▶ TASK DESCRIPTION
Return the lines below that carry the word "accumulated".

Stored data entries
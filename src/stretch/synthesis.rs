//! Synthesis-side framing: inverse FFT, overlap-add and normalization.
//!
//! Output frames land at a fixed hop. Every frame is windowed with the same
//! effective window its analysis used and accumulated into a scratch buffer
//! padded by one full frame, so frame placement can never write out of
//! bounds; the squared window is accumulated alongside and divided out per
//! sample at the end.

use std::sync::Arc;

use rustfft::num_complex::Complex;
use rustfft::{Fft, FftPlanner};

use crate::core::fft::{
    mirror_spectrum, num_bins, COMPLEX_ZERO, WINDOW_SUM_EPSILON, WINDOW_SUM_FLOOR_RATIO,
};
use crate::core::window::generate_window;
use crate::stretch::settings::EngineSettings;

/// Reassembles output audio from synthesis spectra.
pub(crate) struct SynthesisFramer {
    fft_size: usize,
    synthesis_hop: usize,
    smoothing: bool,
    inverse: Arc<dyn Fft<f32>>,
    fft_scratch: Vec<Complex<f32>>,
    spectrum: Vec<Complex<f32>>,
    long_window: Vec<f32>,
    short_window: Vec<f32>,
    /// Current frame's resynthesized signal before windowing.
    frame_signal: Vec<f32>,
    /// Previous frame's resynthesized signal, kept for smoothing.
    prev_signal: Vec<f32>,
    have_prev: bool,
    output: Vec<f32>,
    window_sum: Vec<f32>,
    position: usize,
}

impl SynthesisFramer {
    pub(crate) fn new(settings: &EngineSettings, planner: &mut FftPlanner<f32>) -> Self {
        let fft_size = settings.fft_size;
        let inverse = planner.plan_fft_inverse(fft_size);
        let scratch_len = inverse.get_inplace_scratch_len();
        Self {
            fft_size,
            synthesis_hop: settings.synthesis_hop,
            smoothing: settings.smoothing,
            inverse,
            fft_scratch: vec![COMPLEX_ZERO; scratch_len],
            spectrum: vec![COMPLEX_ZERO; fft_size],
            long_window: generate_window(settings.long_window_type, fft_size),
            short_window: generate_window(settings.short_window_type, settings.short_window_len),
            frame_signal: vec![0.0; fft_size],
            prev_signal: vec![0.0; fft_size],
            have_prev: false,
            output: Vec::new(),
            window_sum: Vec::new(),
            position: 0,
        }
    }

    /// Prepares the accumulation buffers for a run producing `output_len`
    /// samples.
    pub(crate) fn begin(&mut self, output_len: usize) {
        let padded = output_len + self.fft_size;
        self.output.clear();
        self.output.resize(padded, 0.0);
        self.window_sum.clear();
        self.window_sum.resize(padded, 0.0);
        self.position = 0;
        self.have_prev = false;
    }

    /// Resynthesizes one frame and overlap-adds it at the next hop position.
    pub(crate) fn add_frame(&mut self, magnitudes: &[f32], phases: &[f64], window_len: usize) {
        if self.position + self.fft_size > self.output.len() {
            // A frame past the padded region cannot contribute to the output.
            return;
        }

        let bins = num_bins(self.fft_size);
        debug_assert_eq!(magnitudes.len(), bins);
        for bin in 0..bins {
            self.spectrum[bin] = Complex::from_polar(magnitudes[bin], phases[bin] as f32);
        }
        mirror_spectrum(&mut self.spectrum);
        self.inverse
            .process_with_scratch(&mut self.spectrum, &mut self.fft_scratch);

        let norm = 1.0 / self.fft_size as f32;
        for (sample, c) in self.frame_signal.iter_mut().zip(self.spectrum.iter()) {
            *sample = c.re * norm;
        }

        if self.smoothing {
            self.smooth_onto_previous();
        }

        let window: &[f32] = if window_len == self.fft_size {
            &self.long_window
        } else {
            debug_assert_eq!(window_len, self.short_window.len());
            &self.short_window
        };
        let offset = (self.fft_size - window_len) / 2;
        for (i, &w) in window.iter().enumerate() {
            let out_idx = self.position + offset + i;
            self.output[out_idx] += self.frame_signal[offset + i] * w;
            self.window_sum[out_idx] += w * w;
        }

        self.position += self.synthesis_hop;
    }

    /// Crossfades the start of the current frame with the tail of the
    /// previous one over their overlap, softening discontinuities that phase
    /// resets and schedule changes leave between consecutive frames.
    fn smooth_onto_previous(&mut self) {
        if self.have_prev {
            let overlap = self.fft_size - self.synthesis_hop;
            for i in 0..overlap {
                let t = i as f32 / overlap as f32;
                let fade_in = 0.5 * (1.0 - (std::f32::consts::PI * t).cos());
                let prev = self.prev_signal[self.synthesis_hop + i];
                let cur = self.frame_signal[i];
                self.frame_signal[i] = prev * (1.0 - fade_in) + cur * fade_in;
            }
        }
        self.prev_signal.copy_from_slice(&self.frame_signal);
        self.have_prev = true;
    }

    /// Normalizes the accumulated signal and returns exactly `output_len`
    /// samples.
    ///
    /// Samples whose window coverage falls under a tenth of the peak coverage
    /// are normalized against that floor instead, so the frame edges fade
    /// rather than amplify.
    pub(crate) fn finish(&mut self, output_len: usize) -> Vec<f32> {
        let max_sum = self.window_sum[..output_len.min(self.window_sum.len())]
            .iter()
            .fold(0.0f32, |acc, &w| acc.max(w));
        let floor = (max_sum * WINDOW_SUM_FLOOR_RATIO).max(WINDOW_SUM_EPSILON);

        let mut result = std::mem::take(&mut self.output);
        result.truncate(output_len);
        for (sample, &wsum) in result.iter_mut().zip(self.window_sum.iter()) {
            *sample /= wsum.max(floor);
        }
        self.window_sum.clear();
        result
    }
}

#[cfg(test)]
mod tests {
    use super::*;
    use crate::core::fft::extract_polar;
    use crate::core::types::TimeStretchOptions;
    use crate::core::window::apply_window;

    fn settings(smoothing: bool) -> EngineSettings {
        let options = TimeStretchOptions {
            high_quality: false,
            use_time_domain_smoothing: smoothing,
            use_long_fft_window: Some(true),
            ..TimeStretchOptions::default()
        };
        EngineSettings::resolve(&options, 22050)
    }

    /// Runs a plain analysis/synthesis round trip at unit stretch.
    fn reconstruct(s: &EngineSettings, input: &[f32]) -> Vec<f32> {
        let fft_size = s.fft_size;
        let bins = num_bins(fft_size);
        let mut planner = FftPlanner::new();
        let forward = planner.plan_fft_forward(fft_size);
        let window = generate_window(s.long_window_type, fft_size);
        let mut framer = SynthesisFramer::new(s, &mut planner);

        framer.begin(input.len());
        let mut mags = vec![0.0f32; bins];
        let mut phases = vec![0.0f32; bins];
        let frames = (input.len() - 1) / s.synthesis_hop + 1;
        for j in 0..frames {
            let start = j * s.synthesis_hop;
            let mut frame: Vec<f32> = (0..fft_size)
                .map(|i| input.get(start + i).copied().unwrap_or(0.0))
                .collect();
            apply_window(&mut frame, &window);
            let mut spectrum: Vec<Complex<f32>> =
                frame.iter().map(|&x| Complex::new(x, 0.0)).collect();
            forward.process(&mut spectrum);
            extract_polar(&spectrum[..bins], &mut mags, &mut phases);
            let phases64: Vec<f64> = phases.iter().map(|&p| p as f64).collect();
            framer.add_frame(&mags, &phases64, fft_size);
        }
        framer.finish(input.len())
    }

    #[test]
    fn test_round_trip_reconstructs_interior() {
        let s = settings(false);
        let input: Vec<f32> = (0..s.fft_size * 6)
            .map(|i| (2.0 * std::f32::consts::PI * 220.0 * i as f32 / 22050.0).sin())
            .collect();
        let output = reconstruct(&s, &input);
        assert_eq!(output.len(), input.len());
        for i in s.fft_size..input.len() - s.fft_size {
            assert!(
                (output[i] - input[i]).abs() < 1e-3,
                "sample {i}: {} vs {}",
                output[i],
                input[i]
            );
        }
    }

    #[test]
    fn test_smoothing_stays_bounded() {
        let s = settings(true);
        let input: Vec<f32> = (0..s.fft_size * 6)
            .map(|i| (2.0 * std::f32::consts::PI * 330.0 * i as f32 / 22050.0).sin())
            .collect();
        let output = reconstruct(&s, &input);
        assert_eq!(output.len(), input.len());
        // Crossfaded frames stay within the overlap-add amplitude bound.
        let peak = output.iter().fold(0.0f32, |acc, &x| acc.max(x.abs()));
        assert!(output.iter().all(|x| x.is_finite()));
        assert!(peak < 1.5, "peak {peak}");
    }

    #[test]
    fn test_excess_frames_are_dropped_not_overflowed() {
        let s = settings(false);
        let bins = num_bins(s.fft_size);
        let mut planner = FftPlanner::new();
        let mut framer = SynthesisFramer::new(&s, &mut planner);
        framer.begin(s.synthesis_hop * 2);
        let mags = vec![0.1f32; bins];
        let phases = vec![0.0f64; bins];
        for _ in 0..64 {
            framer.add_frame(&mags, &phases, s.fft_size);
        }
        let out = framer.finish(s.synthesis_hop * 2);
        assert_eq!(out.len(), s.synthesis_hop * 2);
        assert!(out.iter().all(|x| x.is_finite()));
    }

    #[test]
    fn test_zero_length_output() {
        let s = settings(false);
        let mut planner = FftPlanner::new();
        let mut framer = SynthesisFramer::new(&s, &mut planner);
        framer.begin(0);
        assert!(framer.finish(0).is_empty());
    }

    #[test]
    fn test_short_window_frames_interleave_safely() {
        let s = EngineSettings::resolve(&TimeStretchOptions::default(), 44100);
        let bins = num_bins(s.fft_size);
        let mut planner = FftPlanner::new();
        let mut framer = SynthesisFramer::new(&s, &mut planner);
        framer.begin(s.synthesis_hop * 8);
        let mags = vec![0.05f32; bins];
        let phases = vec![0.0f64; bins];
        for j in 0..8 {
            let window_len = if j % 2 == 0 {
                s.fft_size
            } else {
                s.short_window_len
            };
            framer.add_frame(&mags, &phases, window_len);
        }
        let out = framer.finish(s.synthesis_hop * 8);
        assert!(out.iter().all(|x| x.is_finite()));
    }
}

▶ REPLY
//! effective window its analysis used and accumulated into a scratch buffer
//! bounds; the squared window is accumulated alongside and divided out per
    /// Normalizes the accumulated signal and returns exactly `output_len`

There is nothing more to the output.